[Stored data entries]
---+---

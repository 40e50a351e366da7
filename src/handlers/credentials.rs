//! # Credential Management Handlers
//!
//! Authenticated endpoints for listing and revoking the current user's
//! passkeys. Revocation goes through the credential lifecycle layer, which
//! refuses to delete the last remaining passkey.

use crate::db::credentials;
use crate::error::{AppError, AppResult};
use crate::state::AppState;
use axum::{
    extract::{Path, State},
    Json,
};
use serde_json::{json, Value};
use tower_sessions::Session;

async fn session_user_id(session: &Session) -> AppResult<String> {
    session
        .get::<String>("user_id")
        .await
        .map_err(|e| AppError::Internal(format!("Session error: {}", e)))?
        .ok_or_else(|| AppError::Unauthorized("Not authenticated".to_string()))
}

/// List the current user's passkeys.
///
/// Returns metadata only (id, transports, timestamps). Public keys stay
/// server-side and counters are an implementation detail.
pub async fn list_credentials(
    State(state): State<AppState>,
    session: Session,
) -> AppResult<Json<Value>> {
    let user_id = session_user_id(&session).await?;

    let rows = credentials::find_by_user_id(&state.db, &user_id).await?;
    let items: Vec<Value> = rows
        .iter()
        .map(|row| {
            json!({
                "id": row.id,
                "transports": credentials::decode_transports(row.transports.as_deref()),
                "created_at": row.created_at,
                "last_used_at": row.last_used_at,
            })
        })
        .collect();

    Ok(Json(json!({ "credentials": items })))
}

/// Revoke one passkey. Deleting the final passkey is rejected so the user
/// cannot lock themselves out.
pub async fn delete_credential(
    State(state): State<AppState>,
    session: Session,
    Path(credential_id): Path<String>,
) -> AppResult<Json<Value>> {
    let user_id = session_user_id(&session).await?;

    credentials::delete_credential(&state.db, &user_id, &credential_id).await?;
    tracing::info!(%user_id, %credential_id, "passkey revoked");

    Ok(Json(json!({
        "success": true,
        "message": "Passkey removed"
    })))
}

---+---

INSTRUCTIONS FOR THE TASK:
Of all the lines in the data, count those that contain "Value" and give that figure with nothing else.

OUTPUT FOR THIS EXERCISE:
4